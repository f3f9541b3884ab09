// Plaintext JSON token cache
// Stores `<root>/<name>/<name>.json`; only ever opened when unprotected storage is allowed

use anyhow::Context;
use async_trait::async_trait;
use chrono::{DateTime, Utc};
use serde::{Deserialize, Serialize};
use std::path::{Path, PathBuf};
use tokio_util::sync::CancellationToken;

use super::provider::{
    CacheOpenOptions, CacheProviderError, CacheProviderErrorKind, CacheTokenRequest,
    TokenCacheHandle, TokenCacheProvider,
};
use super::types::{CacheAccount, CacheProtection, CacheTokenResponse};
use crate::auth::DeviceCodeCallback;

/// Tokens closer than this to expiry are not served
const EXPIRY_MARGIN_SECONDS: i64 = 300;

#[derive(Debug, Clone, Default, Serialize, Deserialize)]
#[serde(rename_all = "camelCase")]
struct CacheFile {
    #[serde(default)]
    accounts: Vec<CacheAccount>,
    #[serde(default)]
    tokens: Vec<CachedToken>,
}

#[derive(Debug, Clone, Serialize, Deserialize)]
#[serde(rename_all = "camelCase")]
struct CachedToken {
    username: String,
    access_token: String,
    scopes: Vec<String>,
    expires_on: DateTime<Utc>,
    tenant_id: Option<String>,
}

/// [`TokenCacheProvider`] that keeps caches as JSON files
#[derive(Debug, Clone, Copy, Default)]
pub struct FileCacheProvider;

#[async_trait]
impl TokenCacheProvider for FileCacheProvider {
    async fn open(
        &self,
        options: &CacheOpenOptions,
    ) -> Result<Box<dyn TokenCacheHandle>, CacheProviderError> {
        let path = options.directory.join(format!("{}.json", options.name));

        if options.protection == CacheProtection::Protected {
            return Err(if path.exists() {
                CacheProviderError::new(
                    CacheProviderErrorKind::UnprotectedCache,
                    format!("Token cache '{}' is stored as plain text", options.name),
                )
            } else {
                CacheProviderError::unavailable(
                    "Protected token caches are not supported by the file cache provider",
                )
            });
        }

        let handle = FileCacheHandle { path };
        handle.ensure_exists().await.map_err(to_provider_error)?;
        Ok(Box::new(handle))
    }
}

/// An opened JSON cache file
#[derive(Debug, Clone)]
pub struct FileCacheHandle {
    path: PathBuf,
}

impl FileCacheHandle {
    pub fn path(&self) -> &Path {
        &self.path
    }

    async fn ensure_exists(&self) -> anyhow::Result<()> {
        if let Some(parent) = self.path.parent() {
            tokio::fs::create_dir_all(parent)
                .await
                .with_context(|| format!("Failed to create {}", parent.display()))?;
        }
        if !self.path.exists() {
            self.save(&CacheFile::default()).await?;
        }
        Ok(())
    }

    async fn load(&self) -> anyhow::Result<CacheFile> {
        let bytes = tokio::fs::read(&self.path)
            .await
            .with_context(|| format!("Failed to read {}", self.path.display()))?;
        if bytes.is_empty() {
            return Ok(CacheFile::default());
        }
        serde_json::from_slice(&bytes)
            .with_context(|| format!("Failed to parse {}", self.path.display()))
    }

    async fn save(&self, file: &CacheFile) -> anyhow::Result<()> {
        let json = serde_json::to_vec_pretty(file).context("Failed to serialize token cache")?;
        tokio::fs::write(&self.path, json)
            .await
            .with_context(|| format!("Failed to write {}", self.path.display()))
    }
}

#[async_trait]
impl TokenCacheHandle for FileCacheHandle {
    async fn accounts(&self) -> Result<Vec<CacheAccount>, CacheProviderError> {
        Ok(self.load().await.map_err(to_provider_error)?.accounts)
    }

    async fn remove_account(&self, account: &CacheAccount) -> Result<(), CacheProviderError> {
        let mut file = self.load().await.map_err(to_provider_error)?;
        let name = account.display_name().map(str::to_string);
        file.accounts.retain(|a| a != account);
        file.tokens.retain(|t| Some(&t.username) != name.as_ref());
        self.save(&file).await.map_err(to_provider_error)
    }

    async fn acquire_silent(
        &self,
        request: &CacheTokenRequest,
        cancel: &CancellationToken,
    ) -> Result<CacheTokenResponse, CacheProviderError> {
        if cancel.is_cancelled() {
            return Err(CacheProviderError::new(
                CacheProviderErrorKind::Cancelled,
                "The operation was cancelled",
            ));
        }

        let username = request.username.as_deref().unwrap_or_default();
        let file = self.load().await.map_err(to_provider_error)?;
        let account = file
            .accounts
            .iter()
            .find(|a| {
                a.display_name()
                    .is_some_and(|n| n.eq_ignore_ascii_case(username))
            })
            .cloned()
            .ok_or_else(|| {
                CacheProviderError::no_matching_account(format!(
                    "No account '{}' in {}",
                    username,
                    self.path.display()
                ))
            })?;

        let usable_until = Utc::now() + chrono::Duration::seconds(EXPIRY_MARGIN_SECONDS);
        let token = file
            .tokens
            .iter()
            .filter(|t| t.username.eq_ignore_ascii_case(username))
            .filter(|t| t.expires_on > usable_until)
            .filter(|t| request.scopes.iter().all(|s| t.scopes.contains(s)))
            .filter(|t| request.tenant_id.is_none() || t.tenant_id == request.tenant_id)
            .max_by_key(|t| t.expires_on)
            .ok_or_else(|| {
                CacheProviderError::no_matching_account(format!(
                    "No unexpired token for '{}' covers the requested scopes",
                    username
                ))
            })?;

        Ok(CacheTokenResponse {
            access_token: token.access_token.clone(),
            scopes: token.scopes.clone(),
            expires_on: token.expires_on,
            account,
            tenant_id: token.tenant_id.clone(),
        })
    }

    async fn acquire_interactive(
        &self,
        _request: &CacheTokenRequest,
        _cancel: &CancellationToken,
    ) -> Result<CacheTokenResponse, CacheProviderError> {
        Err(CacheProviderError::unavailable(
            "Interactive login is not supported by the file cache provider",
        ))
    }

    async fn acquire_device_code(
        &self,
        _request: &CacheTokenRequest,
        _callback: DeviceCodeCallback,
        _cancel: &CancellationToken,
    ) -> Result<CacheTokenResponse, CacheProviderError> {
        Err(CacheProviderError::unavailable(
            "Device code login is not supported by the file cache provider",
        ))
    }

    /// Replaces any earlier token of the same account and scopes
    async fn store(&self, response: &CacheTokenResponse) -> Result<(), CacheProviderError> {
        let username = response
            .account
            .display_name()
            .ok_or_else(|| CacheProviderError::other("Cached tokens need an account name"))?
            .to_string();

        let mut file = self.load().await.map_err(to_provider_error)?;
        if !file.accounts.iter().any(|a| a == &response.account) {
            file.accounts.push(response.account.clone());
        }
        file.tokens.retain(|t| {
            !(t.username.eq_ignore_ascii_case(&username)
                && t.scopes == response.scopes
                && t.tenant_id == response.tenant_id)
        });
        file.tokens.push(CachedToken {
            username,
            access_token: response.access_token.clone(),
            scopes: response.scopes.clone(),
            expires_on: response.expires_on,
            tenant_id: response.tenant_id.clone(),
        });
        self.save(&file).await.map_err(to_provider_error)
    }

    async fn unregister(&self) -> Result<(), CacheProviderError> {
        tracing::debug!("Detached token cache {}", self.path.display());
        Ok(())
    }
}

fn to_provider_error(err: anyhow::Error) -> CacheProviderError {
    CacheProviderError::other(format!("{:#}", err))
}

◇ ◇ ◇

• Your task:
What lines of the data include the word "format"? Copy each of them.

• Solution to this exercise:
        let path = options.directory.join(format!("{}.json", options.name));
                    format!("Token cache '{}' is stored as plain text", options.name),
                .with_context(|| format!("Failed to create {}", parent.display()))?;
            .with_context(|| format!("Failed to read {}", self.path.display()))?;
            .with_context(|| format!("Failed to parse {}", self.path.display()))
            .with_context(|| format!("Failed to write {}", self.path.display()))
                CacheProviderError::no_matching_account(format!(
                CacheProviderError::no_matching_account(format!(
    CacheProviderError::other(format!("{:#}", err))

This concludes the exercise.